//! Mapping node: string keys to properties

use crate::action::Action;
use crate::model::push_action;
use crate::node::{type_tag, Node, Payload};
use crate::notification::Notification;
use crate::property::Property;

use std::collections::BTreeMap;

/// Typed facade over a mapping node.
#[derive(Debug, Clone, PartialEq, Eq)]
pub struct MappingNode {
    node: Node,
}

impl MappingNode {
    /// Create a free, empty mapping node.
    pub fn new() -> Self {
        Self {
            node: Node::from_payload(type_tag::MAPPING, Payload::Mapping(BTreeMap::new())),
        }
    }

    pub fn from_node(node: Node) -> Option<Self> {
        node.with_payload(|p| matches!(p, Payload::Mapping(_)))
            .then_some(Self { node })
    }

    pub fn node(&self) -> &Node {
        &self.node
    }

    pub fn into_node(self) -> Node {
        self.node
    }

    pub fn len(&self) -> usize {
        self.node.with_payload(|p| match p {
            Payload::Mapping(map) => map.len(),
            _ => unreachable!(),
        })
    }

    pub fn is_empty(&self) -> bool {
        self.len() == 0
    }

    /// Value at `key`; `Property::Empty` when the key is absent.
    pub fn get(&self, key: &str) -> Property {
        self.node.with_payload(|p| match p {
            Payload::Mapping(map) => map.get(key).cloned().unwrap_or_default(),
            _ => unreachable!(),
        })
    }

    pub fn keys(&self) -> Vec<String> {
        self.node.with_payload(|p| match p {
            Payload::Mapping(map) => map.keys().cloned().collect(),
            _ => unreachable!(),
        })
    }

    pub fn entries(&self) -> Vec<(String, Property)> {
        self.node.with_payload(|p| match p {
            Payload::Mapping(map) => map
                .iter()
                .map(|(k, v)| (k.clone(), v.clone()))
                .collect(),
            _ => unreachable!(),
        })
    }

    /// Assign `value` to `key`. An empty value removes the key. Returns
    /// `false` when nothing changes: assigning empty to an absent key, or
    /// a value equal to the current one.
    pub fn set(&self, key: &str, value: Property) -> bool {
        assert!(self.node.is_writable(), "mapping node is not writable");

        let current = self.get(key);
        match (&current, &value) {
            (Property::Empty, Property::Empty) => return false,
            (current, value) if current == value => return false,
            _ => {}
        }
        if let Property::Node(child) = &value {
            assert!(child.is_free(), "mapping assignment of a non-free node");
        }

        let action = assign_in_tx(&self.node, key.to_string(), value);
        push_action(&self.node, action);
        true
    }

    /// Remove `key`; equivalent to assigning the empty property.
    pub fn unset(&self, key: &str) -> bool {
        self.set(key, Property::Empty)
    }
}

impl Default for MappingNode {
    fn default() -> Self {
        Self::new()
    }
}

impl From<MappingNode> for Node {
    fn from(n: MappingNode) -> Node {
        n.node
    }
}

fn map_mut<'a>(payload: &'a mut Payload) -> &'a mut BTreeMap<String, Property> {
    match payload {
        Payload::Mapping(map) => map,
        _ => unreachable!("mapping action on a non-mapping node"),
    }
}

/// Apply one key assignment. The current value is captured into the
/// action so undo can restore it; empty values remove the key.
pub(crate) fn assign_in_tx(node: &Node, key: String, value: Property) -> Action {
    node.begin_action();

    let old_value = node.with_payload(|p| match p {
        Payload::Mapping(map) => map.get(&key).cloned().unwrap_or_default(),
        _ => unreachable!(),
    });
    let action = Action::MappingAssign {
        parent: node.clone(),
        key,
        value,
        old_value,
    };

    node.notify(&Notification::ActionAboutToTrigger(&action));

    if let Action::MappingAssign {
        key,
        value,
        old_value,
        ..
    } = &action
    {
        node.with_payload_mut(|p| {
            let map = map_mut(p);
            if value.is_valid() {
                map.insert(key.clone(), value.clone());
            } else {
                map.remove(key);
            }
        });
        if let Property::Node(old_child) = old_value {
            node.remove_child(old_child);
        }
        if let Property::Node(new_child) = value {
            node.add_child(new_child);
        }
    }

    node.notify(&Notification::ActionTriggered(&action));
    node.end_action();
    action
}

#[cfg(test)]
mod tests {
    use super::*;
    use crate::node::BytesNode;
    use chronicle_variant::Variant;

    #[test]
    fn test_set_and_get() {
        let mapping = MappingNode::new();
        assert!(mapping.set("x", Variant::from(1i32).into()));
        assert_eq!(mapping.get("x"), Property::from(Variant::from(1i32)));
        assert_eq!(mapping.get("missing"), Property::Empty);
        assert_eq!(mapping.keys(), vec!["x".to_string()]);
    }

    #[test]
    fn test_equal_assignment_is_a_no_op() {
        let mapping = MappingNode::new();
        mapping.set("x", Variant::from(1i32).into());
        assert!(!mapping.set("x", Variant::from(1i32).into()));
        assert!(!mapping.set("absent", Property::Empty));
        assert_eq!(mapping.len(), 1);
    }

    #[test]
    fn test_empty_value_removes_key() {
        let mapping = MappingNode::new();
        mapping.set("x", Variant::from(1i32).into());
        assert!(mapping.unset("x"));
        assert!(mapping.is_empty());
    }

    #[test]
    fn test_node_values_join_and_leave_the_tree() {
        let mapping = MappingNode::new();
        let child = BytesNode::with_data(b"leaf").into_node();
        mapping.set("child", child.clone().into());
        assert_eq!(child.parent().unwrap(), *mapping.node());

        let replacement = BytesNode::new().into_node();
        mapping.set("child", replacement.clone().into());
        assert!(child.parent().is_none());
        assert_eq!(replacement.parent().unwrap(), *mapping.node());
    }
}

☆ ☆ ☆

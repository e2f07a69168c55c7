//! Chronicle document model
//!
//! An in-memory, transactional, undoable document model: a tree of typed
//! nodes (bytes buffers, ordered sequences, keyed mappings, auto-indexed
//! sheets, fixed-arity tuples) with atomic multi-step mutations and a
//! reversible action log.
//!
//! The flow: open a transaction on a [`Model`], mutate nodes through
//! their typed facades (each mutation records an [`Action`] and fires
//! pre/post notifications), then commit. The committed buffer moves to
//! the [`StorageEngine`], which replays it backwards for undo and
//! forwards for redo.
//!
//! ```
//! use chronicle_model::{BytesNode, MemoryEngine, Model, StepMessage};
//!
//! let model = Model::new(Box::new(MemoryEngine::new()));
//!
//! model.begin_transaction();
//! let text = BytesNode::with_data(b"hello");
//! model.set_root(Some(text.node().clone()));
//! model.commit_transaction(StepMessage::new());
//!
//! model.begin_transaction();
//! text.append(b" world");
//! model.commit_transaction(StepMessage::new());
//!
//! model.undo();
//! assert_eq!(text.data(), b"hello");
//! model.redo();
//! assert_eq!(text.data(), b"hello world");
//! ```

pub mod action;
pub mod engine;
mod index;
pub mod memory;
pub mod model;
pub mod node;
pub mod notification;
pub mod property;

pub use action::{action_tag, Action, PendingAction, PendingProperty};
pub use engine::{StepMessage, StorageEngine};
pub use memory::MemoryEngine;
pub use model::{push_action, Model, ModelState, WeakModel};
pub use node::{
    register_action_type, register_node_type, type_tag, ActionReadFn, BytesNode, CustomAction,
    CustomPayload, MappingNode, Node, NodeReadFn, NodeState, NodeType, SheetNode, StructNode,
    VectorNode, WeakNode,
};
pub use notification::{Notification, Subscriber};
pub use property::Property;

☆ ☆ ☆

What lines in the data above contain the word "MappingAssign"? Show them all.

Finished exercise —
    let action = Action::MappingAssign {
    if let Action::MappingAssign {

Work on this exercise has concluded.